Check each line of the material below for the word "that". Say how many lines have it, and nothing else.

-- Opening Marker --

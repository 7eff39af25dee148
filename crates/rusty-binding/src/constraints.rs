// File: src/constraints.rs
// Purpose: Declarative per-field constraints, selectable by group

use std::fmt;
use std::marker::PhantomData;

use crate::error::Error;
use crate::model::{FieldError, Resolvable};
use crate::result::BindingResult;
use crate::target::{Bindable, FieldSpec};
use crate::validation::validators::{has_text, is_valid_email};
use crate::value::Value;

/// Tag selecting which constraints run for an operation (e.g. save vs update).
#[derive(Debug, Clone, Copy, PartialEq, Eq, Hash)]
pub struct Group(&'static str);

impl Group {
    pub const fn new(name: &'static str) -> Self {
        Group(name)
    }

    pub fn name(&self) -> &'static str {
        self.0
    }
}

impl fmt::Display for Group {
    fn fmt(&self, f: &mut fmt::Formatter<'_>) -> fmt::Result {
        f.write_str(self.0)
    }
}

#[derive(Debug, Clone, PartialEq, Eq)]
pub enum ConstraintKind {
    NotNull,
    NotBlank,
    Min(i64),
    Max(i64),
    Range { min: i64, max: i64 },
    Email,
}

impl ConstraintKind {
    /// Error code, also the first segment of every generated message code.
    pub fn code(&self) -> &'static str {
        match self {
            ConstraintKind::NotNull => "NotNull",
            ConstraintKind::NotBlank => "NotBlank",
            ConstraintKind::Min(_) => "Min",
            ConstraintKind::Max(_) => "Max",
            ConstraintKind::Range { .. } => "Range",
            ConstraintKind::Email => "Email",
        }
    }

    /// Null passes every check except `NotNull`/`NotBlank`; an empty string
    /// passes `Email`.
    fn is_satisfied(&self, value: &Value) -> bool {
        match self {
            ConstraintKind::NotNull => !value.is_null(),
            ConstraintKind::NotBlank => has_text(value.as_text()),
            ConstraintKind::Min(min) => value.as_int().map_or(true, |v| v >= *min),
            ConstraintKind::Max(max) => value.as_int().map_or(true, |v| v <= *max),
            ConstraintKind::Range { min, max } => value.as_int().map_or(true, |v| v >= *min && v <= *max),
            ConstraintKind::Email => match value.as_text() {
                Some(s) if !s.is_empty() => is_valid_email(s),
                _ => true,
            },
        }
    }

    /// Attribute arguments, ordered by attribute name (`max` before `min`).
    fn attributes(&self) -> Vec<Value> {
        match self {
            ConstraintKind::Min(value) | ConstraintKind::Max(value) => vec![Value::Int(*value)],
            ConstraintKind::Range { min, max } => vec![Value::Int(*max), Value::Int(*min)],
            ConstraintKind::NotNull | ConstraintKind::NotBlank | ConstraintKind::Email => Vec::new(),
        }
    }

    fn default_message(&self) -> String {
        match self {
            ConstraintKind::NotNull => "must not be null".to_string(),
            ConstraintKind::NotBlank => "must not be blank".to_string(),
            ConstraintKind::Min(min) => format!("must be greater than or equal to {}", min),
            ConstraintKind::Max(max) => format!("must be less than or equal to {}", max),
            ConstraintKind::Range { min, max } => format!("must be between {} and {}", min, max),
            ConstraintKind::Email => "must be a well-formed email address".to_string(),
        }
    }

    fn check(&self, spec: &FieldSpec) -> Result<(), Error> {
        match self {
            ConstraintKind::NotBlank | ConstraintKind::Email if spec.kind.is_numeric() => Err(
                Error::invalid_constraint(spec.name, format!("{} needs a text field", self.code())),
            ),
            ConstraintKind::Min(_) | ConstraintKind::Max(_) | ConstraintKind::Range { .. }
                if !spec.kind.is_numeric() =>
            {
                Err(Error::invalid_constraint(
                    spec.name,
                    format!("{} needs a numeric field", self.code()),
                ))
            }
            ConstraintKind::Range { min, max } if min > max => Err(Error::invalid_constraint(
                spec.name,
                format!("Range min {} is greater than max {}", min, max),
            )),
            _ => Ok(()),
        }
    }
}

/// One declared constraint and the groups it belongs to.
/// No groups means it applies to every pass.
#[derive(Debug, Clone, PartialEq, Eq)]
pub struct Constraint {
    kind: ConstraintKind,
    groups: Vec<Group>,
}

impl Constraint {
    pub fn new(kind: ConstraintKind) -> Self {
        Self {
            kind,
            groups: Vec::new(),
        }
    }

    pub fn not_null() -> Self {
        Self::new(ConstraintKind::NotNull)
    }

    pub fn not_blank() -> Self {
        Self::new(ConstraintKind::NotBlank)
    }

    pub fn min(value: i64) -> Self {
        Self::new(ConstraintKind::Min(value))
    }

    pub fn max(value: i64) -> Self {
        Self::new(ConstraintKind::Max(value))
    }

    pub fn range(min: i64, max: i64) -> Self {
        Self::new(ConstraintKind::Range { min, max })
    }

    pub fn email() -> Self {
        Self::new(ConstraintKind::Email)
    }

    pub fn groups(mut self, groups: &[Group]) -> Self {
        self.groups = groups.to_vec();
        self
    }

    pub fn kind(&self) -> &ConstraintKind {
        &self.kind
    }

    pub fn group_tags(&self) -> &[Group] {
        &self.groups
    }

    /// Untagged constraints always apply; tagged ones only for a matching group.
    pub fn applies_to(&self, active: Option<Group>) -> bool {
        self.groups.is_empty() || active.is_some_and(|g| self.groups.contains(&g))
    }
}

#[derive(Debug, Clone)]
struct FieldConstraints {
    spec: FieldSpec,
    constraints: Vec<Constraint>,
}

/// Constraint registry for one target type, in field-declaration order.
pub struct ConstraintSet<T> {
    fields: Vec<FieldConstraints>,
    _target: PhantomData<fn(&T)>,
}

pub struct ConstraintSetBuilder<T> {
    entries: Vec<(&'static str, Vec<Constraint>)>,
    _target: PhantomData<fn(&T)>,
}

impl<T> fmt::Debug for ConstraintSet<T> {
    fn fmt(&self, f: &mut fmt::Formatter<'_>) -> fmt::Result {
        f.debug_struct("ConstraintSet").field("fields", &self.fields).finish()
    }
}

impl<T: Bindable> ConstraintSet<T> {
    pub fn builder() -> ConstraintSetBuilder<T> {
        ConstraintSetBuilder {
            entries: Vec::new(),
            _target: PhantomData,
        }
    }

    /// Fields that carry constraints, in declaration order.
    pub fn fields(&self) -> impl Iterator<Item = &'static str> + '_ {
        self.fields.iter().map(|f| f.spec.name)
    }

    pub fn constraints_for(&self, field: &str) -> &[Constraint] {
        self.fields
            .iter()
            .find(|f| f.spec.name == field)
            .map(|f| f.constraints.as_slice())
            .unwrap_or(&[])
    }

    /// Evaluate every constraint that applies to `group` and record each
    /// violation as a field error. Fields that already failed to bind are
    /// skipped.
    pub fn validate(&self, target: &T, group: Option<Group>, errors: &mut BindingResult) {
        for field in &self.fields {
            let name = field.spec.name;
            if errors.field_errors_for(name).iter().any(|e| e.binding_failure) {
                continue;
            }
            let value = target.field_value(name).unwrap_or(Value::Null);

            for constraint in field.constraints.iter().filter(|c| c.applies_to(group)) {
                if constraint.kind.is_satisfied(&value) {
                    continue;
                }
                let kind = &constraint.kind;
                let codes = errors.codes_resolver().resolve_field_codes(
                    kind.code(),
                    errors.object_name(),
                    name,
                    Some(field.spec.kind.type_name()),
                );
                let mut arguments = vec![Value::Message(Resolvable::for_field(errors.object_name(), name))];
                arguments.extend(kind.attributes());

                let error = FieldError::rejected(errors.object_name(), name, value.clone())
                    .with_codes(codes)
                    .with_arguments(arguments)
                    .with_default_message(kind.default_message());
                errors.push(error.into());
            }
        }
    }
}

impl<T: Bindable> ConstraintSetBuilder<T> {
    /// Declare constraints for a field. Order within a field is kept.
    pub fn field(mut self, name: &'static str, constraints: impl IntoIterator<Item = Constraint>) -> Self {
        self.entries.push((name, constraints.into_iter().collect()));
        self
    }

    /// Check the metadata against `T` and order it by field declaration.
    pub fn build(self) -> Result<ConstraintSet<T>, Error> {
        let mut fields: Vec<(usize, FieldConstraints)> = Vec::with_capacity(self.entries.len());

        for (name, constraints) in self.entries {
            let position = T::FIELDS
                .iter()
                .position(|spec| spec.name == name)
                .ok_or_else(|| Error::invalid_constraint(name, "no such field"))?;
            if fields.iter().any(|(p, _)| *p == position) {
                return Err(Error::invalid_constraint(name, "field declared twice"));
            }
            let spec = T::FIELDS[position];
            for constraint in &constraints {
                constraint.kind.check(&spec)?;
            }
            fields.push((position, FieldConstraints { spec, constraints }));
        }

        fields.sort_by_key(|(position, _)| *position);
        Ok(ConstraintSet {
            fields: fields.into_iter().map(|(_, f)| f).collect(),
            _target: PhantomData,
        })
    }
}
// File: src/item_validator.rs
// Purpose: Reusable validator holding the item business rules

use rusty_binding::{has_text, is_valid_email, BindingResult, Validator, Value};
use std::any::{Any, TypeId};

use crate::config::ItemRules;
use crate::item::Item;
use crate::total_price::check_total_price;

/// Validates `Item` only.
#[derive(Debug, Clone, Default)]
pub struct ItemValidator {
    rules: ItemRules,
}

impl ItemValidator {
    pub fn new(rules: ItemRules) -> Self {
        Self { rules }
    }

    pub fn rules(&self) -> &ItemRules {
        &self.rules
    }
}

impl Validator for ItemValidator {
    fn name(&self) -> &str {
        "ItemValidator"
    }

    fn supports(&self, target: TypeId) -> bool {
        target == TypeId::of::<Item>()
    }

    fn validate(&self, target: &dyn Any, errors: &mut BindingResult) {
        let Some(item) = target.downcast_ref::<Item>() else {
            panic!(
                "{} cannot validate '{}': only Item is supported",
                self.name(),
                errors.object_name()
            );
        };
        check_item(item, &self.rules, errors);
    }
}

/// Every item rule, recorded through generated message codes.
pub(crate) fn check_item(item: &Item, rules: &ItemRules, errors: &mut BindingResult) {
    if !has_text(item.item_name.as_deref()) {
        errors.reject_value("itemName", "required");
    }

    let price_ok = item
        .price
        .map(i64::from)
        .is_some_and(|p| p >= rules.price_min && p <= rules.price_max);
    if !price_ok {
        errors.reject_value_with(
            "price",
            "range",
            vec![Value::Int(rules.price_min), Value::Int(rules.price_max)],
            None,
        );
    }

    let quantity_ok = item.quantity.is_some_and(|q| i64::from(q) <= rules.quantity_max);
    if !quantity_ok {
        errors.reject_value_with("quantity", "max", vec![Value::Int(rules.quantity_max)], None);
    }

    match item.email.as_deref() {
        email if !has_text(email) => errors.reject_value("email", "required"),
        Some(email) if !is_valid_email(email) => errors.reject_value("email", "incorrect"),
        _ => {}
    }

    check_total_price(item, rules.min_total_price, errors);
}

-- Closing Marker --

§ **OUTPUT BELOW**:
3